The molecular scaffold kinase suppressor of Ras 1 is a modifier of Ras ^V12-induced and replicative senescence

In primary mouse embryo fibroblasts (MEFs), oncogenic Ras induces growth arrest via Raf/MEK/extracellular signal-regulated kinase (ERK)-mediated activation of the p19^ARF/p53 and INK4/Rb tumor suppressor pathways. Ablation of these same pathways causes spontaneous immortalization in MEFs, and oncogenic transformation by Ras requires ablation of one or both of these pathways. We show that Kinase Suppressor of Ras 1 (KSR1), a molecular scaffold for the Raf/MEK/ERK cascade, is necessary for Ras^V12-induced senescence, and its disruption enhances primary MEF immortalization. Ras ^V12 failed to induce p53, p19^ARF, p16^INK4a, and p15^INK4b expression in KSR1^-/- MEFs and increased proliferation instead of causing growth arrest.

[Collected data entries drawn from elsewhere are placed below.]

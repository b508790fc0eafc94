use std::collections::HashMap;
use std::path::{Path, PathBuf};
use std::sync::Arc;

use clap::{Parser, Subcommand};
use serde::Deserialize;

use bindform::{FieldSpec, FormSchema};

use crate::error::ServerError;
use crate::routes::FormEntry;

#[derive(Parser, Debug)]
#[command(name = "bindform-server", version, about = "Binds query and form values into declared records")]
pub struct Cli {
    /// TOML file declaring the listen port and the forms
    #[arg(long, global = true, default_value = "config.toml", env = "CONFIG_PATH")]
    pub config: PathBuf,

    /// Log filter used when RUST_LOG is unset
    #[arg(long, global = true, default_value = "info")]
    pub log: String,

    #[command(subcommand)]
    pub command: Command,
}

#[derive(Subcommand, Debug, PartialEq, Eq)]
pub enum Command {
    /// Serve the configured forms over HTTP
    Serve {
        /// Overrides `listen_port` from the config file
        #[arg(long, short)]
        port: Option<u16>,
    },
    /// Validate the config file and list its forms
    Check,
}

#[derive(Debug, Deserialize)]
pub struct ServerConfig {
    #[serde(default = "default_listen_port")]
    pub listen_port: u16,
    #[serde(default)]
    pub forms: Vec<FormConfig>,
}

/// Which request values a form is bound from.
#[derive(Debug, Clone, Copy, PartialEq, Eq, Deserialize, Default)]
#[serde(rename_all = "snake_case")]
pub enum SourceKind {
    /// Body value, falling back to the query string.
    #[default]
    Combined,
    /// Submitted body only.
    Body,
}

#[derive(Debug, Deserialize)]
pub struct FormConfig {
    pub name: String,
    #[serde(default)]
    pub source: SourceKind,
    #[serde(default)]
    pub fields: Vec<FieldSpec>,
}

impl FormConfig {
    pub fn schema(&self) -> FormSchema {
        FormSchema::new(self.fields.clone())
    }
}

fn default_listen_port() -> u16 {
    9300
}

impl ServerConfig {
    pub fn from_file(path: &Path) -> Result<Self, ServerError> {
        let config_error = |context: &'static str, e: String| ServerError::Config {
            context,
            detail: format!("{}: {e}", path.display()),
        };
        let content = std::fs::read_to_string(path).map_err(|e| config_error("read", e.to_string()))?;
        Self::parse(&content).map_err(|e| config_error("parse", e.to_string()))
    }

    pub fn parse(content: &str) -> Result<Self, toml::de::Error> {
        toml::from_str(content)
    }

    /// Form table keyed by name. Names must be unique.
    pub fn resolve_forms(&self) -> Result<HashMap<String, FormEntry>, ServerError> {
        let mut forms = HashMap::with_capacity(self.forms.len());
        for form in &self.forms {
            let entry = FormEntry {
                schema: Arc::new(form.schema()),
                source: form.source,
            };
            if forms.insert(form.name.clone(), entry).is_some() {
                return Err(ServerError::Config {
                    context: "forms",
                    detail: format!("duplicate form name '{}'", form.name),
                });
            }
        }
        Ok(forms)
    }
}
use proc_macro::TokenStream;
use quote::quote;
use syn::{parse_macro_input, Data, DeriveInput, Field, Fields, LitStr};

/// Derive macro for records bound from query / form values.
///
/// Implements `bindform::Form` on the annotated struct: one field
/// descriptor per field, in declaration order.
///
/// # Example
///
/// ```ignore
/// #[derive(Form, Default)]
/// pub struct ContactForm {
///     #[form("name")]
///     pub name: String,
///
///     #[form(key = "age")]
///     pub age: u8,
///
///     #[form(skip)]
///     pub internal: Vec<u8>,
/// }
/// ```
///
/// A field without `#[form(...)]` is bound under the empty key.
/// Supported field types: `bool`, `i8`..`i64`, `isize`, `u8`..`u64`,
/// `usize`, `f32`, `f64`, `String`. Any other type fails to compile.
#[proc_macro_derive(Form, attributes(form))]
pub fn derive_form(input: TokenStream) -> TokenStream {
    let input = parse_macro_input!(input as DeriveInput);
    match derive_impl(&input) {
        Ok(tokens) => tokens,
        Err(e) => e.to_compile_error().into(),
    }
}

/// Parsed `#[form(...)]` attribute of one field.
#[derive(Default)]
struct FieldAttr {
    key: Option<LitStr>,
    skip: bool,
}

fn derive_impl(input: &DeriveInput) -> Result<TokenStream, syn::Error> {
    let name = &input.ident;

    let fields = match &input.data {
        Data::Struct(data) => match &data.fields {
            Fields::Named(fields) => &fields.named,
            _ => {
                return Err(syn::Error::new_spanned(
                    name,
                    "Form only supports structs with named fields",
                ))
            }
        },
        _ => {
            return Err(syn::Error::new_spanned(
                name,
                "Form only supports structs",
            ))
        }
    };

    let mut descriptor_tokens = Vec::new();

    for field in fields {
        let field_name = field.ident.as_ref().ok_or_else(|| {
            syn::Error::new_spanned(field, "expected named field")
        })?;
        let field_ty = &field.ty;

        let attr = parse_field_attr(field)?;
        if attr.skip {
            continue;
        }

        // Several fields may share a key; each reads the same raw value.
        let key = attr.key.map(|k| k.value()).unwrap_or_default();

        descriptor_tokens.push(quote! {
            ::bindform::FieldDescriptor::new(
                #key,
                <#field_ty as ::bindform::FormField>::slot(&mut self.#field_name),
            )
        });
    }

    let (impl_generics, ty_generics, where_clause) = input.generics.split_for_impl();

    let expanded = quote! {
        impl #impl_generics ::bindform::Form for #name #ty_generics #where_clause {
            fn descriptors(&mut self) -> ::std::vec::Vec<::bindform::FieldDescriptor<'_>> {
                ::std::vec![
                    #(#descriptor_tokens),*
                ]
            }
        }
    };

    Ok(TokenStream::from(expanded))
}

/// Parse `#[form("key")]`, `#[form(key = "key")]` and `#[form(skip)]`.
fn parse_field_attr(field: &Field) -> Result<FieldAttr, syn::Error> {
    let mut parsed = FieldAttr::default();

    for attr in &field.attrs {
        if !attr.path().is_ident("form") {
            continue;
        }

        // Shorthand: #[form("key")]
        if let Ok(lit) = attr.parse_args::<LitStr>() {
            parsed.key = Some(lit);
            continue;
        }

        attr.parse_nested_meta(|meta| {
            if meta.path.is_ident("key") {
                let value: LitStr = meta.value()?.parse()?;
                parsed.key = Some(value);
            } else if meta.path.is_ident("skip") {
                parsed.skip = true;
            } else {
                return Err(meta.error("unknown form attribute (expected `key = \"...\"` or `skip`)"));
            }
            Ok(())
        })?;
    }

    Ok(parsed)
}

Reintroduction of wild-type KSR1, but not a mutated KSR1 construct unable to bind activated ERK, rescued Ras^V12-induced senescence. On continuous culture, deletion of KSR1 accelerated the establishment of spontaneously immortalized cultures and increased the proportion of cultures escaping replicative crisis. Despite enhancing escape from both Ras^V12-induced and replicative senescence, however, both primary and immortalized KSR1^-/- MEFs are completely resistant to Ras^V12-induced transformation. These data show that escape from senescence is not necessarily a precursor for oncogenic transformation. Furthermore, these data indicate that KSR1 is a member of a unique class of proteins whose deletion blocks both senescence and transformation.